A Cycle-Consistent Graph Surrogate for Full-Cycle Left Ventricular Myocardial Biomechanics

TL;DR

This paper introduces CardioGraphFENet, a graph-based surrogate model that efficiently predicts full-cycle left ventricular biomechanics from complex geometries, reducing reliance on computationally intensive finite-element analysis.

Contribution

The paper presents a novel unified graph neural network architecture that achieves accurate full-cycle LV biomechanics prediction with cycle-consistency, reducing FEA supervision needs.

Findings

High fidelity predictions matching FEA ground truths

Physiologically plausible pressure-volume loops

Significant reduction in FEA supervision required

Abstract

Image-based patient-specific simulation of left ventricular (LV) mechanics is valuable for understanding cardiac function and supporting clinical intervention planning, but conventional finite-element analysis (FEA) is computationally intensive.
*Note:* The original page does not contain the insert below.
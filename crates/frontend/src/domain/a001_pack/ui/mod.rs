pub mod details;
pub mod list;
pub mod manage;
Current graph-based surrogates do not have full-cycle prediction capabilities, and physics-informed neural networks often struggle to converge on complex cardiac geometries. We present CardioGraphFENet (CGFENet), a unified graph-based surrogate for rapid full-cycle estimation of LV myocardial biomechanics, supervised by a large FEA simulation dataset. The proposed model integrates (i) a global--local graph encoder to capture mesh features with weak-form-inspired global coupling, (ii) a gated recurrent unit-based temporal encoder conditioned on the target volume-time signal to model cycle-coherent dynamics, and (iii) a cycle-consistent bidirectional formulation for both loading and inverse unloading within a single framework. These strategies enable high fidelity with respect to traditional FEA ground truths and produce physiologically plausible pressure-volume loops that match FEA results when coupled with a lumped-parameter model. In particular, the cycle-consistency strategy enables a significant reduction in FEA supervision with only minimal loss in accuracy.